- Stored items:
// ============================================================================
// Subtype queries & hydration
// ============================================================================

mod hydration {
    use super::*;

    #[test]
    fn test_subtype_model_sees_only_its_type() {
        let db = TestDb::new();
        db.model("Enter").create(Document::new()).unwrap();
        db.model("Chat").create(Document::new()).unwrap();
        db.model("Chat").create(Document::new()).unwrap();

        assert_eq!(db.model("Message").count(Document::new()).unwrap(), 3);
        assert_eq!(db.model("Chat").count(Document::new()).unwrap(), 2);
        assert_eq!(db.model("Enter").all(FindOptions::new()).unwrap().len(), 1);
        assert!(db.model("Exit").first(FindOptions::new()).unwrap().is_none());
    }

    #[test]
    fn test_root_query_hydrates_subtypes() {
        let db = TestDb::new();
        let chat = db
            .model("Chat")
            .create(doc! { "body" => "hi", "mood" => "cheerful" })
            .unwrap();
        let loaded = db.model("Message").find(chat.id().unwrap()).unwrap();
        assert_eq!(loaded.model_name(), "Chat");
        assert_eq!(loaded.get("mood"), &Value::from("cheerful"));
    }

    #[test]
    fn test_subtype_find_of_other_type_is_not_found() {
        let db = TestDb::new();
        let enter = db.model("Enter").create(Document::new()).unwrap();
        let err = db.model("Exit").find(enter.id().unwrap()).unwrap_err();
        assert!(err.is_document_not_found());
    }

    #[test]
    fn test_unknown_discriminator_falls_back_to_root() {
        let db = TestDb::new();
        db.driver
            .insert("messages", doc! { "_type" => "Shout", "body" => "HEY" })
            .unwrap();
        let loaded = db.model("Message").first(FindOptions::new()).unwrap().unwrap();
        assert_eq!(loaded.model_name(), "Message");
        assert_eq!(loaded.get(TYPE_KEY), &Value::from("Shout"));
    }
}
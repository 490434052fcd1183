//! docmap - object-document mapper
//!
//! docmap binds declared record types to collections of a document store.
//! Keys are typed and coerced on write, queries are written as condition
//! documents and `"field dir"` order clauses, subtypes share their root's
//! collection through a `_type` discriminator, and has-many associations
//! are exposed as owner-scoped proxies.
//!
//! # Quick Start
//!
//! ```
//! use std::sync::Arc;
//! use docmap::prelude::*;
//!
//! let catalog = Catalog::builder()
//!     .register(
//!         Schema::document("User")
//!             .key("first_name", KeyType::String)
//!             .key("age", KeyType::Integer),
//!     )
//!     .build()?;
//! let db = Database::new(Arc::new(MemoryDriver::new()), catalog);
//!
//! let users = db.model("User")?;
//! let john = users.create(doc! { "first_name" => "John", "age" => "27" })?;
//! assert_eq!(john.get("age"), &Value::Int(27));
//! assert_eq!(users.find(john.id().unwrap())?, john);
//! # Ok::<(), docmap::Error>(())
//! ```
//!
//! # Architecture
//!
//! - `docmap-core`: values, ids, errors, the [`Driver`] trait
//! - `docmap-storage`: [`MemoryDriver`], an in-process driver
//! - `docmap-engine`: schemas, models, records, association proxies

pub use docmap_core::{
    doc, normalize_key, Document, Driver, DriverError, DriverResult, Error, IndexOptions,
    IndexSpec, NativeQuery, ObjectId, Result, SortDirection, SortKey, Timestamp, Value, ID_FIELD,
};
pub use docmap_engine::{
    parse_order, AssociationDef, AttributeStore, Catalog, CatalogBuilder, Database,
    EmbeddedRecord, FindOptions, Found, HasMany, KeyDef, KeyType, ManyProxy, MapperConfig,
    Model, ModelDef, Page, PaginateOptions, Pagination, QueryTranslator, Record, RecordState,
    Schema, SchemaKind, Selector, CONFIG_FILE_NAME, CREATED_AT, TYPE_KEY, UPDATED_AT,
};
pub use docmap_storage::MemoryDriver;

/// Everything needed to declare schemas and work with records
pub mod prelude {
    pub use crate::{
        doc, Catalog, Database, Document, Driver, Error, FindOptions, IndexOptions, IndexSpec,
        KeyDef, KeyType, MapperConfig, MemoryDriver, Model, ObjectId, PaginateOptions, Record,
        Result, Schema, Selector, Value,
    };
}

==

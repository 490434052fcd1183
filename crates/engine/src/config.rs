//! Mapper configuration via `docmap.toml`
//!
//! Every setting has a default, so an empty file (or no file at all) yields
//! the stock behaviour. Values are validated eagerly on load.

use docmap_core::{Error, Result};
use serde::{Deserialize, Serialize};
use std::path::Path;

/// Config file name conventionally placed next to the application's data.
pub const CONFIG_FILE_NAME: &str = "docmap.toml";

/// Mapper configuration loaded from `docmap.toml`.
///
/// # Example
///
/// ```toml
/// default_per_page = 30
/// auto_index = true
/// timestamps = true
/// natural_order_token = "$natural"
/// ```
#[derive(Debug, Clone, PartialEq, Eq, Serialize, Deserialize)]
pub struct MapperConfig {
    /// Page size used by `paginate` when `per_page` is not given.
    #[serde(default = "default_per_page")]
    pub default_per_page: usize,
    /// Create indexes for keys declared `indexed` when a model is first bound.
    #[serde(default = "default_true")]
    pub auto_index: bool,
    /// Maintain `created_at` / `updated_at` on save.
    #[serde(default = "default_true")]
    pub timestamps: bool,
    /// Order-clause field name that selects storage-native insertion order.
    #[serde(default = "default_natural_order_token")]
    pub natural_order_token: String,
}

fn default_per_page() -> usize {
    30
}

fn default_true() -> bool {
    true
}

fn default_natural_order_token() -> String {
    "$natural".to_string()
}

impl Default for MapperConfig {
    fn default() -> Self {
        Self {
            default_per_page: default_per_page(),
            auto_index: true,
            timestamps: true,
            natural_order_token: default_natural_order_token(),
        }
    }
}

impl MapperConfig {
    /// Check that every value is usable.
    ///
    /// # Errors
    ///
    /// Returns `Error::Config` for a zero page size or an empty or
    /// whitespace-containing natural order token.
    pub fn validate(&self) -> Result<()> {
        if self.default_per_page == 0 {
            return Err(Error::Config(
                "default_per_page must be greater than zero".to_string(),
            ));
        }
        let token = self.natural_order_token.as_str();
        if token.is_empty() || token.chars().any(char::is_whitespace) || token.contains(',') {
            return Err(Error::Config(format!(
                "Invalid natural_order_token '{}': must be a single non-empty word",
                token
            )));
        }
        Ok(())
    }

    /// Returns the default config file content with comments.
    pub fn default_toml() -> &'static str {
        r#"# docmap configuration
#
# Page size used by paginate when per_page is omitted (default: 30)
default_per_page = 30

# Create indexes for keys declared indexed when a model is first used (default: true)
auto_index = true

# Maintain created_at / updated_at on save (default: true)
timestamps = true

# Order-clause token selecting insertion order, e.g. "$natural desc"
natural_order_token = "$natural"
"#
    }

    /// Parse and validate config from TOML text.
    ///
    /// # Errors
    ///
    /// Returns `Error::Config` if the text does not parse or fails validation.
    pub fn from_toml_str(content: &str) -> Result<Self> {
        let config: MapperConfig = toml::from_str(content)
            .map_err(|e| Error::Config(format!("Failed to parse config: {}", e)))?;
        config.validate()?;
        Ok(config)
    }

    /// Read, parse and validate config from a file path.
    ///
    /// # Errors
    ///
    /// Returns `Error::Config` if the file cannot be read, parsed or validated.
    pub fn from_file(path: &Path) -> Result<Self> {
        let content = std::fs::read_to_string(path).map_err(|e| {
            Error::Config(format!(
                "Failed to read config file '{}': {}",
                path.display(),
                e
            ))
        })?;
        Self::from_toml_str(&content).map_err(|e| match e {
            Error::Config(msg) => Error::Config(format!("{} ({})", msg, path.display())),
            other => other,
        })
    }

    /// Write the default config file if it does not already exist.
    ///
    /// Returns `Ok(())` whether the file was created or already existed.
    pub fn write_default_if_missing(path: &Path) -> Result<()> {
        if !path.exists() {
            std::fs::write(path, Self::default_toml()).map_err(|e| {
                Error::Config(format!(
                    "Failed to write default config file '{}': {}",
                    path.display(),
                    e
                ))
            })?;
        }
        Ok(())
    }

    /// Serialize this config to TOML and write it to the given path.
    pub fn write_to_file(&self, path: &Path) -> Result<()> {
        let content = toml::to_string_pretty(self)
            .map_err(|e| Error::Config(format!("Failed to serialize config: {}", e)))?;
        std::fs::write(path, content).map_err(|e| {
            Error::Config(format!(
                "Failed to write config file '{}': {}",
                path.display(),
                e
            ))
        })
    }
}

--

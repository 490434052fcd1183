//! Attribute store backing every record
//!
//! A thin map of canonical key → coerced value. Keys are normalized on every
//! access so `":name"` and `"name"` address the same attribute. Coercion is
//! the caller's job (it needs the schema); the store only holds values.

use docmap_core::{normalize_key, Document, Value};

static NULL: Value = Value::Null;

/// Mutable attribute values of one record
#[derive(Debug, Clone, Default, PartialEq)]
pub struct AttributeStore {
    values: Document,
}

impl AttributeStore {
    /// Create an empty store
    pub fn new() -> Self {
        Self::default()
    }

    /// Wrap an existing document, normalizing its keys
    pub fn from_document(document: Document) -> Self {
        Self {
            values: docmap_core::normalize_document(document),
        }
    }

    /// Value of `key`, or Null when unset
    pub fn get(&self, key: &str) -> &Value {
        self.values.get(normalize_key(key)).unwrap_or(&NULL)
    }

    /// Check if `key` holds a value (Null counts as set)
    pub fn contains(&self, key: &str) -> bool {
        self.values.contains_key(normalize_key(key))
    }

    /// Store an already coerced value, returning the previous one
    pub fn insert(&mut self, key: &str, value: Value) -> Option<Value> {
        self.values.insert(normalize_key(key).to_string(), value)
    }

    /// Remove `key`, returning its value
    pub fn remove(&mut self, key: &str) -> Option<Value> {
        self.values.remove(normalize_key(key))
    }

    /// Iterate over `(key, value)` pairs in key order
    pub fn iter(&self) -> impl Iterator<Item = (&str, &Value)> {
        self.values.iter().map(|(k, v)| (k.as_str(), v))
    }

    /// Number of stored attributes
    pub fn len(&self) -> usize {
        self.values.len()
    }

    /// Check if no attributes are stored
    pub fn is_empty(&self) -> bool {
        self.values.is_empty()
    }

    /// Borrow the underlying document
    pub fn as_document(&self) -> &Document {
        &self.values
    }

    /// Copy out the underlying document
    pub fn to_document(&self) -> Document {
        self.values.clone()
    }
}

- Problem to solve: Your answer should consist of every line from the entries that holds "already".

- Written solution:
    /// Write the default config file if it does not already exist.
    /// Returns `Ok(())` whether the file was created or already existed.
    /// Store an already coerced value, returning the previous one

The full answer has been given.